Kein Wunder also, wenn der militärische Sachverstand und das technische Know-how der hochausgebildeten deutschen Spezialisten bei den Bündnispartnern Begehrlichkeiten weckt, wie auch jetzt im Falle des syrisch-türkischen Grenzkonflikts. Doch bei allen Wünschen der westlichen Allianz und bei aller Bündnistreue: Der Einsatz der Bundeswehr ist an strikte Regeln gebunden, die das Grundgesetz vorsieht.

Und dort steht eben nicht, dass die Nato bei der Bundesregierung anruft und diese dann eigenmächtig Soldaten in Krisengebiete schickt. Vielmehr ist dort festgehalten, dass die Bundeswehr eine Parlamentsarmee ist. Im Klartext: Der Bundestag muss jeder Beteiligung an einem Einsatz zustimmen.

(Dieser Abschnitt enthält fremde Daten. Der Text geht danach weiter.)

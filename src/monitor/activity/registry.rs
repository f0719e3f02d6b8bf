//! macOS disk counters from the I/O Registry.
//!
//! Each read opens a short-lived [`RegistrySession`]: one snapshot of the
//! `IOBlockStorageDriver` plane as printed by `ioreg`, dropped when the read
//! returns.

use std::collections::HashMap;

use crate::core::errors::{FsmonError, Result};
use crate::monitor::activity::{ActivitySample, number};
use crate::monitor::context::MonitorContext;

const SOURCE: &str = "ioreg IOBlockStorageDriver";
const NS_PER_MS: f64 = 1_000_000.0;

/// Statistics dictionary of one block storage driver and the BSD names of
/// the media below it.
#[derive(Debug, Clone, Default, PartialEq)]
struct DriverNode {
    statistics: HashMap<String, String>,
    bsd_names: Vec<String>,
}

#[derive(Debug)]
pub struct RegistrySession {
    drivers: Vec<DriverNode>,
}

impl RegistrySession {
    pub fn open(ctx: &MonitorContext) -> Result<Self> {
        let raw = ctx
            .platform()
            .command_output("ioreg", &["-r", "-c", "IOBlockStorageDriver", "-l", "-w0"])?;
        Ok(Self::from_output(&raw))
    }

    #[must_use]
    pub fn from_output(raw: &str) -> Self {
        let mut drivers = Vec::new();
        let mut current: Option<DriverNode> = None;
        for line in raw.lines() {
            if line.contains("<class IOBlockStorageDriver") {
                drivers.extend(current.take());
                current = Some(DriverNode::default());
                continue;
            }
            let Some(node) = current.as_mut() else {
                continue;
            };
            if let Some(dict) = property(line, "Statistics") {
                node.statistics = parse_dictionary(dict);
            } else if let Some(name) = property(line, "BSD Name") {
                node.bsd_names.push(name.trim_matches('"').to_string());
            }
        }
        drivers.extend(current);
        Self { drivers }
    }

    /// Counters of the driver that carries `disk` (a whole-disk BSD name).
    pub fn statistics(&self, disk: &str, timestamp_ms: u64) -> Result<ActivitySample> {
        let node = self
            .drivers
            .iter()
            .find(|node| node.bsd_names.iter().any(|name| name == disk))
            .ok_or_else(|| FsmonError::parse(SOURCE, format!("no driver for {disk}")))?;
        let stat = |key: &str| -> Result<f64> {
            let raw = node
                .statistics
                .get(key)
                .ok_or_else(|| FsmonError::parse(SOURCE, format!("{disk}: missing {key}")))?;
            number(SOURCE, key, raw)
        };
        Ok(ActivitySample {
            timestamp_ms,
            read_bytes: Some(stat("Bytes (Read)")?),
            write_bytes: Some(stat("Bytes (Write)")?),
            read_ops: Some(stat("Operations (Read)")?),
            write_ops: Some(stat("Operations (Write)")?),
            read_time_ms: Some(stat("Total Time (Read)")? / NS_PER_MS),
            write_time_ms: Some(stat("Total Time (Write)")? / NS_PER_MS),
            wait_time_ms: None,
            run_time_ms: None,
        })
    }
}

pub fn read(ctx: &MonitorContext, disk: &str) -> Result<ActivitySample> {
    let session = RegistrySession::open(ctx)?;
    session.statistics(disk, ctx.now_ms())
}

/// Value of a `"key" = value` property line inside an `ioreg -l` listing.
fn property<'a>(line: &'a str, key: &str) -> Option<&'a str> {
    let body = line.trim_start_matches(|c: char| c == ' ' || c == '|').trim();
    let rest = body.strip_prefix('"')?.strip_prefix(key)?.strip_prefix('"')?;
    Some(rest.trim_start().strip_prefix('=')?.trim())
}

/// `{"Key"=1,"Other Key"=2}` into a map of unquoted keys.
fn parse_dictionary(raw: &str) -> HashMap<String, String> {
    raw.trim()
        .trim_start_matches('{')
        .trim_end_matches('}')
        .split(',')
        .filter_map(|pair| {
            let (key, value) = pair.split_once('=')?;
            Some((key.trim().trim_matches('"').to_string(), value.trim().to_string()))
        })
        .collect()
}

Gleichwohl sollten unsere Abgeordneten überlegen, was sie unseren Soldaten in Zeiten knapper Kassen zumuten können. Nach wie vor fehlt es an Ausstattung - und leider auch an Anerkennung. Man muss die Arbeit der Bundeswehr nicht mögen. Aber eines haben Menschen, bei deren Job es um Leben und Tod im Auftrag ihres Landes geht, verdient: unseren Respekt.